Task item: Which lines below include the string "EmptyKey"? Please show each one.

[Start of Attachment]

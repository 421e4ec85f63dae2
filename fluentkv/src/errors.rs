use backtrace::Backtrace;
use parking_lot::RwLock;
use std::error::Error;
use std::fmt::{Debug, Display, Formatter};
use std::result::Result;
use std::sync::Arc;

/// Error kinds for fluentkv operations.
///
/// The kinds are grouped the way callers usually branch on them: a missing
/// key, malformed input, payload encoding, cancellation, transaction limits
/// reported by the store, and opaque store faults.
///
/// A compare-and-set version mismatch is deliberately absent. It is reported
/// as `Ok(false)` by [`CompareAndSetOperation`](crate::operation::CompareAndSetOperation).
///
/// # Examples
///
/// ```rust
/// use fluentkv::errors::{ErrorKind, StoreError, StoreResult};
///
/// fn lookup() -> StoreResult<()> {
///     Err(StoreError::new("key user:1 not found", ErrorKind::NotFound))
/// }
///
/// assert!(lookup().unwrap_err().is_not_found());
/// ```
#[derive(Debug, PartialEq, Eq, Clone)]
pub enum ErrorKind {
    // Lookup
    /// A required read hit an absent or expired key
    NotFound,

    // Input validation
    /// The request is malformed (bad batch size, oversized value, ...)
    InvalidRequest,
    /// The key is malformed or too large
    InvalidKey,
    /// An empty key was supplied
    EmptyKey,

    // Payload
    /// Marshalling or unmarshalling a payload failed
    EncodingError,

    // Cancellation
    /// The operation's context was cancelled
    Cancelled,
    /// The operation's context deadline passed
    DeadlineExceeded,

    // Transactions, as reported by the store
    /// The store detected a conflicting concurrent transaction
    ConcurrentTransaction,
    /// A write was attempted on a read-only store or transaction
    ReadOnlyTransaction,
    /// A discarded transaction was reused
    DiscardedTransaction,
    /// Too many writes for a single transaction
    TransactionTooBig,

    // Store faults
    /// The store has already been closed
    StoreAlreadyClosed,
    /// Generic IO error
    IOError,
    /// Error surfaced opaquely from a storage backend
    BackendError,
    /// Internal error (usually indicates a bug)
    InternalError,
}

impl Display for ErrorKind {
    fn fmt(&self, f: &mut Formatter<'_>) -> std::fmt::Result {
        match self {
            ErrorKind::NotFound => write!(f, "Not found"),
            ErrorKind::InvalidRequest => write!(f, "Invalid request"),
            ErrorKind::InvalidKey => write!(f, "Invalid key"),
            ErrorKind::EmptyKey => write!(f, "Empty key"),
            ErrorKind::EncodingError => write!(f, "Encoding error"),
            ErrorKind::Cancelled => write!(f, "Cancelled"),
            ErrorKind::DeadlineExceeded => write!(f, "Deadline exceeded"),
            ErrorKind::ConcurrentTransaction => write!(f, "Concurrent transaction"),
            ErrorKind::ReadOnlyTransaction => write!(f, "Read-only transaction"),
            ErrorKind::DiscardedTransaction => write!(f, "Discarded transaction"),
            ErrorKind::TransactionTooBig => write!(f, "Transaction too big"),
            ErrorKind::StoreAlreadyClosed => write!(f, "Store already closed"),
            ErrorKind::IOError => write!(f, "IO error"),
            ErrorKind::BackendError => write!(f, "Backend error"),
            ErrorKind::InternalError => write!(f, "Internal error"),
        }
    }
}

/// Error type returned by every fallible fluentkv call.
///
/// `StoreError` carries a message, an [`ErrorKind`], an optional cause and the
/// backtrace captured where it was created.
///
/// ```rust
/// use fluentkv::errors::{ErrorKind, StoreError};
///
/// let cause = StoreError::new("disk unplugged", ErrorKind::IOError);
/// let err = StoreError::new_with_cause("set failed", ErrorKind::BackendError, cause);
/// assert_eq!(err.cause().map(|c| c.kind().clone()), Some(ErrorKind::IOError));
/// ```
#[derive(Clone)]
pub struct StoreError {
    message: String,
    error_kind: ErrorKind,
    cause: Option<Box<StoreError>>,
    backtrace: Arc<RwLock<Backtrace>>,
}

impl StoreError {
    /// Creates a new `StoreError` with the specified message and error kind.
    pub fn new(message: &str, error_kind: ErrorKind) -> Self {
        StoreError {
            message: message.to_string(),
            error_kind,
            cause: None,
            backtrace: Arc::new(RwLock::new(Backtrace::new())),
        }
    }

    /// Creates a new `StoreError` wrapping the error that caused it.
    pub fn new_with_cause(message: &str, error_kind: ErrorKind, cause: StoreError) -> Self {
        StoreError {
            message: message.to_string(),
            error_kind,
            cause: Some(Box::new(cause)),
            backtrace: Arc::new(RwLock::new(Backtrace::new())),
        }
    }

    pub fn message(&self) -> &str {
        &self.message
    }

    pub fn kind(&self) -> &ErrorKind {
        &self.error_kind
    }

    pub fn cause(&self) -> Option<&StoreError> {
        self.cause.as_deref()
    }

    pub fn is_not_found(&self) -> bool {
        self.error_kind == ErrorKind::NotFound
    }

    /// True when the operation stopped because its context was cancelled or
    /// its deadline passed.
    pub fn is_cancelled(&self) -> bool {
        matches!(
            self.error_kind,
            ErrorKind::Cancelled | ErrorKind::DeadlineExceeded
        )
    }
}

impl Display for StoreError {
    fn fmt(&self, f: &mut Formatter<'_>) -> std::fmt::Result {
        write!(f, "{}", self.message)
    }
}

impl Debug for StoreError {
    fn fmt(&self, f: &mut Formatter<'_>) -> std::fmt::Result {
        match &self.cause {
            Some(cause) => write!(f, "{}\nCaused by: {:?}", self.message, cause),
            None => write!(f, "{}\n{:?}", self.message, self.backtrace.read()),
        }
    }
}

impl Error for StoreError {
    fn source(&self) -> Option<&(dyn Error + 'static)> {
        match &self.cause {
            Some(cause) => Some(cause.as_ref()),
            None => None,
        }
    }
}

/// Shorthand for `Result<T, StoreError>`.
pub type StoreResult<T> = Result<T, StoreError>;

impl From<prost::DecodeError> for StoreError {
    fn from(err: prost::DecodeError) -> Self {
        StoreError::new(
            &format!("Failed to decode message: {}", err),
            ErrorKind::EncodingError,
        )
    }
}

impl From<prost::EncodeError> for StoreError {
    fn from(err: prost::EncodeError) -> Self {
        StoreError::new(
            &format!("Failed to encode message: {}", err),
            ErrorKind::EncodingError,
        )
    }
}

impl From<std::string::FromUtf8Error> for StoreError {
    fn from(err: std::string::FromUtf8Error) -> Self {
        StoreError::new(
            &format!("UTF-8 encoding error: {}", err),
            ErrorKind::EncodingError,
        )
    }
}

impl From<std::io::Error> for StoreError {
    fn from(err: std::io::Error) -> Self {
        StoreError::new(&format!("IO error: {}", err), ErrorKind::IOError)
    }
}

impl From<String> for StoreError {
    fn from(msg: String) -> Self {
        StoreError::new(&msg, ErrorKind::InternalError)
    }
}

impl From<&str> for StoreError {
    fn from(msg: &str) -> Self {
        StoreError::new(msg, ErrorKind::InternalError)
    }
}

[End of Attachment]
[Start of Attachment]

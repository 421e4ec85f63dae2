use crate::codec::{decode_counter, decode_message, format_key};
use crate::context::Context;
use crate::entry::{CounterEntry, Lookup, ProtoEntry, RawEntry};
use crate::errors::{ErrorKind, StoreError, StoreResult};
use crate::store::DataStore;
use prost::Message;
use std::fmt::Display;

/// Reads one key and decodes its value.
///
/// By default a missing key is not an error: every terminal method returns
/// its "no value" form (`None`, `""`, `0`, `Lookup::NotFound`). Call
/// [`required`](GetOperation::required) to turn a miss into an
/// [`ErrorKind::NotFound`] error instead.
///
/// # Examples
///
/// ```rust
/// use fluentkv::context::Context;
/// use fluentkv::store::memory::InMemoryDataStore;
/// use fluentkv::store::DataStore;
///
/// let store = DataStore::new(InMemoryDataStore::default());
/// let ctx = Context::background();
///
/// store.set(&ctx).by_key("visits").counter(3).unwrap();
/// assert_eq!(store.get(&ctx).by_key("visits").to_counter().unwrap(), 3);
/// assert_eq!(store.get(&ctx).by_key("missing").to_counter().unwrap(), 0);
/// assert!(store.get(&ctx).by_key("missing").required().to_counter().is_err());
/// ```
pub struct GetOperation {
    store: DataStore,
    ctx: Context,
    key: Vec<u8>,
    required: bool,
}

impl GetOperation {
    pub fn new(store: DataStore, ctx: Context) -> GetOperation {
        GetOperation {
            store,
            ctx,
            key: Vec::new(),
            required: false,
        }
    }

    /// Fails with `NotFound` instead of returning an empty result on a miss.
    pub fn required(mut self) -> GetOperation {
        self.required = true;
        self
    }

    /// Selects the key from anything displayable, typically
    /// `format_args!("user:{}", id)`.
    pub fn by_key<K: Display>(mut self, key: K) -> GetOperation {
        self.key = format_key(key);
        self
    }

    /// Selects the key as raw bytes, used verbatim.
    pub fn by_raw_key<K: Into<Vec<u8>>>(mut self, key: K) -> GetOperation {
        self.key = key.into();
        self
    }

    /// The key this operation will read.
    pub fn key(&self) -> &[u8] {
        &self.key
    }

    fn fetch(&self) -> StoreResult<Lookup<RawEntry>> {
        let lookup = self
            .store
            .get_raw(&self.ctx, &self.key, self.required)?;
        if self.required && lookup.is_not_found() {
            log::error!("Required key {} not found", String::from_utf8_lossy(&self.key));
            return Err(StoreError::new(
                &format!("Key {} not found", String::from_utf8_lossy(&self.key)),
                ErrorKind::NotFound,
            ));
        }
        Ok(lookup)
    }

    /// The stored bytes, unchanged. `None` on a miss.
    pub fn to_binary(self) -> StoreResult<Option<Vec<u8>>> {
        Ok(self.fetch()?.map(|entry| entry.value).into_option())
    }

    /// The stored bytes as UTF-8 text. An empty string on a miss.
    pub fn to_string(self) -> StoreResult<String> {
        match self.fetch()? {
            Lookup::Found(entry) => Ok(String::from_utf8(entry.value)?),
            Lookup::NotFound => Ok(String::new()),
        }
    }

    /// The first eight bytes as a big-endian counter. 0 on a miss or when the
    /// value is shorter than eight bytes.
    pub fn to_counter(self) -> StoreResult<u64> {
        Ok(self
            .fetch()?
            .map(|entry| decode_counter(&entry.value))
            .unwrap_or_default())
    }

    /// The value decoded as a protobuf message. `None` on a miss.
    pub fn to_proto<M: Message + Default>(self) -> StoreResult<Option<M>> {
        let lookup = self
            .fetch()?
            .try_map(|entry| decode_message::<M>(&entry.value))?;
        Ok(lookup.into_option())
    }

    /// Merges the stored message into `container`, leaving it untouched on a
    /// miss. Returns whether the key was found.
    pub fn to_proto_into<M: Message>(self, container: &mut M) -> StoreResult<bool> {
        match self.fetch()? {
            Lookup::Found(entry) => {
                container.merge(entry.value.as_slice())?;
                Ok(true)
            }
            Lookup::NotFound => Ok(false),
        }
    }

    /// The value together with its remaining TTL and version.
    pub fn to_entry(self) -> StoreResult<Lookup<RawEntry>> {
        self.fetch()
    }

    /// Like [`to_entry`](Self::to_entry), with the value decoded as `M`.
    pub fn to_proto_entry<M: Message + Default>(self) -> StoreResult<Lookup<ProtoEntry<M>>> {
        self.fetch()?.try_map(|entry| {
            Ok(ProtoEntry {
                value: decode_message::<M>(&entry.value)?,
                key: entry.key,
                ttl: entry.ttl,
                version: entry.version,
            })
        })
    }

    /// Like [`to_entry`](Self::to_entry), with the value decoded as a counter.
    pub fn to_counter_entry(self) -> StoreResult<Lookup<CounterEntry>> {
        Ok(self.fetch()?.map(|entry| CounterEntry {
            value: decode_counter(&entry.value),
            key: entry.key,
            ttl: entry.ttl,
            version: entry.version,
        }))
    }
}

[End of Attachment]

Exercise output:
    EmptyKey,
            ErrorKind::EmptyKey => write!(f, "Empty key"),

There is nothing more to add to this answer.